*Data provided*.
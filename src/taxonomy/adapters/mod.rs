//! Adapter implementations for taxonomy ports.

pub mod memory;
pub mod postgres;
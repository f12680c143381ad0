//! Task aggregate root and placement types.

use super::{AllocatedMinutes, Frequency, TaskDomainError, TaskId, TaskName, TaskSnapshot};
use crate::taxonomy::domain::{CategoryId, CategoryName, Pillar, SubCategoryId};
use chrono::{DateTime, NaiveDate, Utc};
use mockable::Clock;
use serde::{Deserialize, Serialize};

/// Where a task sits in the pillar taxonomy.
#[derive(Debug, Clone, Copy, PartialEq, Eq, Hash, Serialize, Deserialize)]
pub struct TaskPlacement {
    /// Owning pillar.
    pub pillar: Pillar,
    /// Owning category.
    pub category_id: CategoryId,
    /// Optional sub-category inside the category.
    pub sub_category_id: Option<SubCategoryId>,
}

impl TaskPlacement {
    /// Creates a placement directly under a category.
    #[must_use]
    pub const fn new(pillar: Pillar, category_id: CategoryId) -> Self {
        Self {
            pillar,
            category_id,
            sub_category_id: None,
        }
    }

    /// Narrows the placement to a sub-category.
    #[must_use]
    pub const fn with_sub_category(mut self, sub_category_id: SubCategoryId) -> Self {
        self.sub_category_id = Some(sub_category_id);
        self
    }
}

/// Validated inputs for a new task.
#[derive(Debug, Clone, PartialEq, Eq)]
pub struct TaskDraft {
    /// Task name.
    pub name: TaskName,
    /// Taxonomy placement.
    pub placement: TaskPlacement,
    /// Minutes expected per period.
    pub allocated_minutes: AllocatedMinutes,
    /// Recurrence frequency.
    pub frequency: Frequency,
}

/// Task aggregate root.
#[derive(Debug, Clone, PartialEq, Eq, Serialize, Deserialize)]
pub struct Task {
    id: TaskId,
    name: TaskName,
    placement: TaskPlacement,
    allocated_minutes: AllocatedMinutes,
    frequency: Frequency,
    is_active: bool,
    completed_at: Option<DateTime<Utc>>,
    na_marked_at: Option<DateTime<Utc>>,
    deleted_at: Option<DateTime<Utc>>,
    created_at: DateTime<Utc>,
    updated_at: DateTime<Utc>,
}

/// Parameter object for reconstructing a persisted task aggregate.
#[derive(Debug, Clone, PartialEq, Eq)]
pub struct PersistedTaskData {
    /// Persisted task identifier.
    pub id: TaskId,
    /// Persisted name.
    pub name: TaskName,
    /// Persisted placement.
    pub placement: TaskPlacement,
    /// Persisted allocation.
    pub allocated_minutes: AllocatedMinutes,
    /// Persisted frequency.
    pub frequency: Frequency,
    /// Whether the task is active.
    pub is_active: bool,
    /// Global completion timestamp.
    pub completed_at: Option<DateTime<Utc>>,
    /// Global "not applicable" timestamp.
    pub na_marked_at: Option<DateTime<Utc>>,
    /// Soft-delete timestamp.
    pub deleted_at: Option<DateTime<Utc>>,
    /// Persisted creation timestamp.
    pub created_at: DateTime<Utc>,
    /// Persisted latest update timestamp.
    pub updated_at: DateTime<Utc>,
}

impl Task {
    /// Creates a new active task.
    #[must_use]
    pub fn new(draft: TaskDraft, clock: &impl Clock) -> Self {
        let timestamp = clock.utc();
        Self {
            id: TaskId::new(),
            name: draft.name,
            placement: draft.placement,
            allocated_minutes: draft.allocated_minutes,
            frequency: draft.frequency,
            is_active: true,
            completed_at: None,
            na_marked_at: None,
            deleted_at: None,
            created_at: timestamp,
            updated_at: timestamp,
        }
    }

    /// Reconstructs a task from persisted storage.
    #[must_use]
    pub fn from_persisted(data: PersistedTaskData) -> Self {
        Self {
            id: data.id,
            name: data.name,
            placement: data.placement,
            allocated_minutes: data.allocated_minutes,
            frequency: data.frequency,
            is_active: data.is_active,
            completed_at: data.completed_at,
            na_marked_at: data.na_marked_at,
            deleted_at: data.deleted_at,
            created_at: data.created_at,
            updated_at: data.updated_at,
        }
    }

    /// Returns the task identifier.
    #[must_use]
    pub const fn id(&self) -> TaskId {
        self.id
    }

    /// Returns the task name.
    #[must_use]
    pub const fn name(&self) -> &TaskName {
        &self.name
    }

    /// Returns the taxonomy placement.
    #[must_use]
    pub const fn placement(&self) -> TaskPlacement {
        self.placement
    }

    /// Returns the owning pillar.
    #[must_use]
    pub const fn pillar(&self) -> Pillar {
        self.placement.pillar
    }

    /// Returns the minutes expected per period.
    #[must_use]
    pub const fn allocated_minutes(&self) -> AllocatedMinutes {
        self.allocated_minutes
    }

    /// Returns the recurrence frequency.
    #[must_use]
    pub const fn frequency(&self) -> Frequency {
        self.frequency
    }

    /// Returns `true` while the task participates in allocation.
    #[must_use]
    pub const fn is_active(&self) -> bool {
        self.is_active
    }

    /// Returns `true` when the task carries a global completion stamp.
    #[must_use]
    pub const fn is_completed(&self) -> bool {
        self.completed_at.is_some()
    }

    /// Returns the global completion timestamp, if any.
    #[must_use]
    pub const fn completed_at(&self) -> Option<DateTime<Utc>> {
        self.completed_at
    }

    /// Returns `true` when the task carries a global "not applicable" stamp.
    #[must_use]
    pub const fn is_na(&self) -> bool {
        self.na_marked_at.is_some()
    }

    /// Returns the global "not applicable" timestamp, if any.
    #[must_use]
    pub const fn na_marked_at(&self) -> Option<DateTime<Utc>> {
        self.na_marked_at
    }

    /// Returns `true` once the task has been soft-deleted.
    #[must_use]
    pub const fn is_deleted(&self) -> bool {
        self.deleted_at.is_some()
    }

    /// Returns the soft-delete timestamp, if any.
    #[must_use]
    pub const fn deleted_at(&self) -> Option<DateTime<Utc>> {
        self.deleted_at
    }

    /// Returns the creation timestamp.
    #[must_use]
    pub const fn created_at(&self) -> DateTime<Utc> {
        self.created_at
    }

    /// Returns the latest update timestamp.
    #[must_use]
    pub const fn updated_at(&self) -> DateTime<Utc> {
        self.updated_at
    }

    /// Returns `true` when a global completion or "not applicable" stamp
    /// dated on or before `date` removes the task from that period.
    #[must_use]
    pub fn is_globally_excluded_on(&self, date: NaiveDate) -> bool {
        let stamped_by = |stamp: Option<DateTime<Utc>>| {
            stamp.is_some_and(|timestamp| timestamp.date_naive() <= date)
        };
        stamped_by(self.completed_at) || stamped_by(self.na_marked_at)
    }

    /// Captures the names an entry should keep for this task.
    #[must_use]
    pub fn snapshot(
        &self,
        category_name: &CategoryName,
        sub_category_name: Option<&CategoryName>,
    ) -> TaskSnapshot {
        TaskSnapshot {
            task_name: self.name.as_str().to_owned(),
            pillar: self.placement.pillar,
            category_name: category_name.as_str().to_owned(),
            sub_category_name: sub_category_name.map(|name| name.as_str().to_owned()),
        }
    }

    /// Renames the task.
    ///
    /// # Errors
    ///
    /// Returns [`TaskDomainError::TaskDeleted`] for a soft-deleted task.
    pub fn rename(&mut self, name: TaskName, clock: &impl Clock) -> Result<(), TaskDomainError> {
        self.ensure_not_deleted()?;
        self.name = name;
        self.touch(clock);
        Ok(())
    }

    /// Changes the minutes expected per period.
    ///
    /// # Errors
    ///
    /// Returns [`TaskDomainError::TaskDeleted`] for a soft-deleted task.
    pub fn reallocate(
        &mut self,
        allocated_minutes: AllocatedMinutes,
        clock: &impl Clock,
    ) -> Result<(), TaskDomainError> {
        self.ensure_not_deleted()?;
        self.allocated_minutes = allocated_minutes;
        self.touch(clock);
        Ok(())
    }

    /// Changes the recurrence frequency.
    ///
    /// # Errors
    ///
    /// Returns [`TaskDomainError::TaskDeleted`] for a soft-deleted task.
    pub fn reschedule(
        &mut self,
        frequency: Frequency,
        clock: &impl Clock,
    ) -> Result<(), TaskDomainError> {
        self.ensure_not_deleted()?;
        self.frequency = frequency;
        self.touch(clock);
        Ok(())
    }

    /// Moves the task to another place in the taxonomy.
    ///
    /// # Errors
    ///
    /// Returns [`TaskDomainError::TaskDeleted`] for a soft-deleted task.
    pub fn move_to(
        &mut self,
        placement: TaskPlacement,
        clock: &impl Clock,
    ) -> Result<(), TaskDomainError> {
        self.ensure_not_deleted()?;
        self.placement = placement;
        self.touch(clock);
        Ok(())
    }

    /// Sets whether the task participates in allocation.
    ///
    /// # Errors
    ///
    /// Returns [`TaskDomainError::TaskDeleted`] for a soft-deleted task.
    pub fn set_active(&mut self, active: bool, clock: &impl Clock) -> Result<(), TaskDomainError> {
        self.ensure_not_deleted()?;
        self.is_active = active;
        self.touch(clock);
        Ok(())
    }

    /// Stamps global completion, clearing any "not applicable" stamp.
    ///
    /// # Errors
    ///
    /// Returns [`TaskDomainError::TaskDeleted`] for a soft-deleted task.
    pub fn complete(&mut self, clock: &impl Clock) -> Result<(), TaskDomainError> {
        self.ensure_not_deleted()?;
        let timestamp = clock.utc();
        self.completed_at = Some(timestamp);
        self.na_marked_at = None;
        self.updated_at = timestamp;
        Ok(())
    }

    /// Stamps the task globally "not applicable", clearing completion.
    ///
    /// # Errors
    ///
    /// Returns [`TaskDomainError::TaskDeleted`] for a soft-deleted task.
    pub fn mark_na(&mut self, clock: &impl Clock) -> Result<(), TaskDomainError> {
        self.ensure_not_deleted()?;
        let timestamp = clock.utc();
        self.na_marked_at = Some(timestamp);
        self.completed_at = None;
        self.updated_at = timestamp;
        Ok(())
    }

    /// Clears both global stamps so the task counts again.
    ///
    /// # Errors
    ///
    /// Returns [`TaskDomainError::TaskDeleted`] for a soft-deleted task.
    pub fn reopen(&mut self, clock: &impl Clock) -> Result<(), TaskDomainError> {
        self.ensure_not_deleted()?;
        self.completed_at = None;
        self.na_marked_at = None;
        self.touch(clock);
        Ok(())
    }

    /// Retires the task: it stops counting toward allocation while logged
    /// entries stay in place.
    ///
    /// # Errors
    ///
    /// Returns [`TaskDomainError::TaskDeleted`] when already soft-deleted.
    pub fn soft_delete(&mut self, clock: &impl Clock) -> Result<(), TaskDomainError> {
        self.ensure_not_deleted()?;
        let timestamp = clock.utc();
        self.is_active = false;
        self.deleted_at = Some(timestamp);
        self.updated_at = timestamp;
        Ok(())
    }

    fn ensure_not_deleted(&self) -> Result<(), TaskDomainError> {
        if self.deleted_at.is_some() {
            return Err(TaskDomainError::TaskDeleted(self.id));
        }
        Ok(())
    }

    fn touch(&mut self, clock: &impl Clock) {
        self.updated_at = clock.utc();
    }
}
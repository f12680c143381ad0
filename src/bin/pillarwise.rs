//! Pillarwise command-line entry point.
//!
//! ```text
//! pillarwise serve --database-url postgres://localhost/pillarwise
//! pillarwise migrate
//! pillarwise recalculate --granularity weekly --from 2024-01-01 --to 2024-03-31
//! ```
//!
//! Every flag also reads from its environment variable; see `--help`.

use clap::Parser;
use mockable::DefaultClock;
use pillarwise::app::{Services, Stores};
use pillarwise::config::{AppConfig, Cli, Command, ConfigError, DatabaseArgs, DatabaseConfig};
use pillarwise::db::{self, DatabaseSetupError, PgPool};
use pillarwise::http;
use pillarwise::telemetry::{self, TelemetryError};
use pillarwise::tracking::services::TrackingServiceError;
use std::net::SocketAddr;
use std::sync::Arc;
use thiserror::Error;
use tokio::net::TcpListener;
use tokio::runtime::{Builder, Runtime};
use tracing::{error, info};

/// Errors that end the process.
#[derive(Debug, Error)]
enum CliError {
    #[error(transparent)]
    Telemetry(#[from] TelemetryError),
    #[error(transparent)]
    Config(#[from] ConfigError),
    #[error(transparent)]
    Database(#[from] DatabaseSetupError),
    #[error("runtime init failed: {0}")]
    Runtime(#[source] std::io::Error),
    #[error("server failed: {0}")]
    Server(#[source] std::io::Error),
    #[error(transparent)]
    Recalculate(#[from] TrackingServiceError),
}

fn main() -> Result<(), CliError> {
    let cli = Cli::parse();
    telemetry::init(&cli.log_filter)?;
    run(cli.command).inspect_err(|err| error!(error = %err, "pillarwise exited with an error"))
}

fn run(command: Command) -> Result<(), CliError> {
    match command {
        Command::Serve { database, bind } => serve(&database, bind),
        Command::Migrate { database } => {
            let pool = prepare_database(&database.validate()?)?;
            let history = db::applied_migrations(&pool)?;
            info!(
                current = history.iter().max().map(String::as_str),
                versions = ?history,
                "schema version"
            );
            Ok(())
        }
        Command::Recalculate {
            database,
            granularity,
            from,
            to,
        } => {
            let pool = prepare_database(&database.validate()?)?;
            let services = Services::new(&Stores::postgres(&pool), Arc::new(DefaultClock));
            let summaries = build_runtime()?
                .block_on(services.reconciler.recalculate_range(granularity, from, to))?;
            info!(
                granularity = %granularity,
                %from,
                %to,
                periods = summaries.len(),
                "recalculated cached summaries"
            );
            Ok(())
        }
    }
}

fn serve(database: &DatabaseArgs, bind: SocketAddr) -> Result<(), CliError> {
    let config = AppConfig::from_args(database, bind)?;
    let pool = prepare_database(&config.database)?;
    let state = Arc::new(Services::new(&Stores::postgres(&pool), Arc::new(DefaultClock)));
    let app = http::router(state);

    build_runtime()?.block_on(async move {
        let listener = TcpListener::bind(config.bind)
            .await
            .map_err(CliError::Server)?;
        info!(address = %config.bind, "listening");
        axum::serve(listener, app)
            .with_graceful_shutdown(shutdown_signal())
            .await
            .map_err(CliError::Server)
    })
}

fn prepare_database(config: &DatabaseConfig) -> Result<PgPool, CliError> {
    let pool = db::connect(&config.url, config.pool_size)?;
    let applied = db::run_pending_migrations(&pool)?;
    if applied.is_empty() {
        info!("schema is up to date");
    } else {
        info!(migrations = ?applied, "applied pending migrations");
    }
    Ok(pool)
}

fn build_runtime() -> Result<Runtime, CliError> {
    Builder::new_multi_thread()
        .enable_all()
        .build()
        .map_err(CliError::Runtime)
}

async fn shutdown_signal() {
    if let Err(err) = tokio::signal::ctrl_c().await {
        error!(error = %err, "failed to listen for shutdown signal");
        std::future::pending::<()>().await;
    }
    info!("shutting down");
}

*Work instructions*.
Could you find every line in the records above that has the string "init" and copy it?

*Response to this task*.
    #[error("runtime init failed: {0}")]
    telemetry::init(&cli.log_filter)?;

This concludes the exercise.